Look through the records below and copy each line that includes the word "organization".
------ Given entries
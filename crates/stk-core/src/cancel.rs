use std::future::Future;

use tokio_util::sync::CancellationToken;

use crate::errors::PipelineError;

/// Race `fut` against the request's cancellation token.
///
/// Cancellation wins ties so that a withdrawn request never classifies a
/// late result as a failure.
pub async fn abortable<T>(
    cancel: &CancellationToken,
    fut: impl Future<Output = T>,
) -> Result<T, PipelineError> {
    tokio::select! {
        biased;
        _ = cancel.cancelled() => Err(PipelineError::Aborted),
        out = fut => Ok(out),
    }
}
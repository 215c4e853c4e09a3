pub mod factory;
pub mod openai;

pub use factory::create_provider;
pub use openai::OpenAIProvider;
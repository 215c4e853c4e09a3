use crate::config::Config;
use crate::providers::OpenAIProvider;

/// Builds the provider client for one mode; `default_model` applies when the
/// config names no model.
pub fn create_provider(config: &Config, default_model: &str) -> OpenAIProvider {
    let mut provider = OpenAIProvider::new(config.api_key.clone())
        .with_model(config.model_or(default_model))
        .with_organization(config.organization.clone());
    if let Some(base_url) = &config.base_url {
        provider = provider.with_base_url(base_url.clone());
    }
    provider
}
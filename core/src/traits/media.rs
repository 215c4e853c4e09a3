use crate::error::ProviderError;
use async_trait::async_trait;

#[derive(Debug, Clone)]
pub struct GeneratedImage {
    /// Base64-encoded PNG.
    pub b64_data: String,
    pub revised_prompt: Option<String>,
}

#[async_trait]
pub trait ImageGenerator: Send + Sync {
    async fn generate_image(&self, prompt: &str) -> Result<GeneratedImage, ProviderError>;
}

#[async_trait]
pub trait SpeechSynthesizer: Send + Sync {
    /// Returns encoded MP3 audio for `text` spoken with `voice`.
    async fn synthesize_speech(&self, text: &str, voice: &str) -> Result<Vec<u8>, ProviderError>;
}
------------
------ Given entries
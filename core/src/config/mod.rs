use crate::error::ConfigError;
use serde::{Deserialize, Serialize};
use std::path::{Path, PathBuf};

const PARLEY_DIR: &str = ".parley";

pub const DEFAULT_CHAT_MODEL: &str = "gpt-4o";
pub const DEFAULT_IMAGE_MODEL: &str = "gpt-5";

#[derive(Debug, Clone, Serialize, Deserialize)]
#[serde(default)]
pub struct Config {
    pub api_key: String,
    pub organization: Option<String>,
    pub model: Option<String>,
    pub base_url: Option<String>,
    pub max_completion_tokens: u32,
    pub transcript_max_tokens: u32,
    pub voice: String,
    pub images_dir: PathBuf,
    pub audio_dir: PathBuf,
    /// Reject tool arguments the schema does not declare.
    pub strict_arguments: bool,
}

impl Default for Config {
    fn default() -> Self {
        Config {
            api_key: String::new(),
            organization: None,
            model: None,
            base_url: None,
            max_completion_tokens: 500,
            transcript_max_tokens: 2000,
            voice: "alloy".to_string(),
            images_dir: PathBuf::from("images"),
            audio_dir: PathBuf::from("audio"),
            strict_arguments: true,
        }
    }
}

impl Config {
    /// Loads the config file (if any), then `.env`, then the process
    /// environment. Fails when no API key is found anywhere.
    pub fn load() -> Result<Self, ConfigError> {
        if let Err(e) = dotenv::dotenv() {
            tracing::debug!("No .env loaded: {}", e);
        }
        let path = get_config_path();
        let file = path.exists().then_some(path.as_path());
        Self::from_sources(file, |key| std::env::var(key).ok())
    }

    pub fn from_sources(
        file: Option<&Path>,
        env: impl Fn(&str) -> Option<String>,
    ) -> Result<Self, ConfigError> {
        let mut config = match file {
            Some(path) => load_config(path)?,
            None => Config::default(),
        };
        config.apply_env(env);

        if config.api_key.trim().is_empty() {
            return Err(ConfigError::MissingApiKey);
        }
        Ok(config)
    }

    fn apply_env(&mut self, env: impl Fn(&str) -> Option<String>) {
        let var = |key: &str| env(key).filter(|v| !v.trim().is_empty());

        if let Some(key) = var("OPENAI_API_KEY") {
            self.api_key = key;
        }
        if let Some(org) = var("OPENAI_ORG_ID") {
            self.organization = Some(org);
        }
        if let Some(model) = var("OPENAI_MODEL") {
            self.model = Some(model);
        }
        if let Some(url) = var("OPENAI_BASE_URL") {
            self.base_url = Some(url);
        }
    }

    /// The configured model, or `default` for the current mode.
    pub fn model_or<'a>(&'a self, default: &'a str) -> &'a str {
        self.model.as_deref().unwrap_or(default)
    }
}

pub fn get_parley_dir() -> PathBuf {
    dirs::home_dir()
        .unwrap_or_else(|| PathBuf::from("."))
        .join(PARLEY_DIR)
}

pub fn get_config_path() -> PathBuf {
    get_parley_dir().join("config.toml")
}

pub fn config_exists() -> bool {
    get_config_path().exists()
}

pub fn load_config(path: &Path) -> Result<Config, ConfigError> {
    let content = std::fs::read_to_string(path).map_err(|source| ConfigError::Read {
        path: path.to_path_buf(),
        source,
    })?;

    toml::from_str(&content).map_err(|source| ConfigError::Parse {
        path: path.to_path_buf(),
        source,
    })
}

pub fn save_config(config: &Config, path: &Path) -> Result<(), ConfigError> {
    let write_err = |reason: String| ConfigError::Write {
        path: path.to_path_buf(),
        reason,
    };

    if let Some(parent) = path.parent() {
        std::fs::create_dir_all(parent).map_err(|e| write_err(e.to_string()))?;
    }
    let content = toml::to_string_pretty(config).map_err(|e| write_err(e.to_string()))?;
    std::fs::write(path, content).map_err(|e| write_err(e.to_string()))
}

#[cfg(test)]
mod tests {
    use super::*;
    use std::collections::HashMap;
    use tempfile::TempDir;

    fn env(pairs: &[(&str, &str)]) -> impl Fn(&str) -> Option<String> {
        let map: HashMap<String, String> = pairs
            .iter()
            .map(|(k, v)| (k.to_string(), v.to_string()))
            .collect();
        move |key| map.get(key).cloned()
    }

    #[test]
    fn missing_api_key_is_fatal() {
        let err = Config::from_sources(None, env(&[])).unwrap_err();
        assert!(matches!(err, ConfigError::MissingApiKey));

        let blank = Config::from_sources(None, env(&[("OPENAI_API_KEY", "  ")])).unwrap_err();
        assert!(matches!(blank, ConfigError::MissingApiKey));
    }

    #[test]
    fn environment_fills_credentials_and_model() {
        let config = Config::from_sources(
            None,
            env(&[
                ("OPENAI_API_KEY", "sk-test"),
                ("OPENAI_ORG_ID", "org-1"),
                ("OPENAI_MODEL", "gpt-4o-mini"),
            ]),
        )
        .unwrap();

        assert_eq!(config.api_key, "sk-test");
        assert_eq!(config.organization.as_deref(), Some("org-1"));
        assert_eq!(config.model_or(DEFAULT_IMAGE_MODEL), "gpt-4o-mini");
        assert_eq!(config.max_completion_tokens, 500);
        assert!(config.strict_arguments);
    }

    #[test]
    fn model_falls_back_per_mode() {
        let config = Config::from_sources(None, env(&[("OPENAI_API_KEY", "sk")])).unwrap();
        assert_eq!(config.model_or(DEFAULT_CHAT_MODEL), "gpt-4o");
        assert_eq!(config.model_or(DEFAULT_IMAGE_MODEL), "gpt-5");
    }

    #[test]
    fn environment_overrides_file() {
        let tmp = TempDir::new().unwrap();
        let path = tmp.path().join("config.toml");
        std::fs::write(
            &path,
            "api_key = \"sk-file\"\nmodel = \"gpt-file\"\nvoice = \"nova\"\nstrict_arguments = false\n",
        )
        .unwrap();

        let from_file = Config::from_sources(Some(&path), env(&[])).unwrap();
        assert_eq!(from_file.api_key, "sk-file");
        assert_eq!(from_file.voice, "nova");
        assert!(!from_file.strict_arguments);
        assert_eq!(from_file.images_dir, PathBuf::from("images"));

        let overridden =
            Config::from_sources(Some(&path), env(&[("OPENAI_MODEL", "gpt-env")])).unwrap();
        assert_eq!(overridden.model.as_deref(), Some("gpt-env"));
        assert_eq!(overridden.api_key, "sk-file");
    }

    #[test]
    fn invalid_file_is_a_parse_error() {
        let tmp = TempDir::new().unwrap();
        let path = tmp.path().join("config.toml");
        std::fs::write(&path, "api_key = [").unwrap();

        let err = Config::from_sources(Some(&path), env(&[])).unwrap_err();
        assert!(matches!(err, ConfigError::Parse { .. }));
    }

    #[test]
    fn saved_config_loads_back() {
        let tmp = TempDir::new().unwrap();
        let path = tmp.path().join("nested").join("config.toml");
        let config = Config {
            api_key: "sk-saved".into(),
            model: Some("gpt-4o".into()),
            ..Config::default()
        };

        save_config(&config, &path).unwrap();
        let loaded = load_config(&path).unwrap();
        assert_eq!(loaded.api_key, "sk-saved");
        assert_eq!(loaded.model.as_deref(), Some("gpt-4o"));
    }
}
------------
▶ [Solution for this exercise]
        .with_organization(config.organization.clone());
    pub organization: Option<String>,
            organization: None,
            self.organization = Some(org);
        assert_eq!(config.organization.as_deref(), Some("org-1"));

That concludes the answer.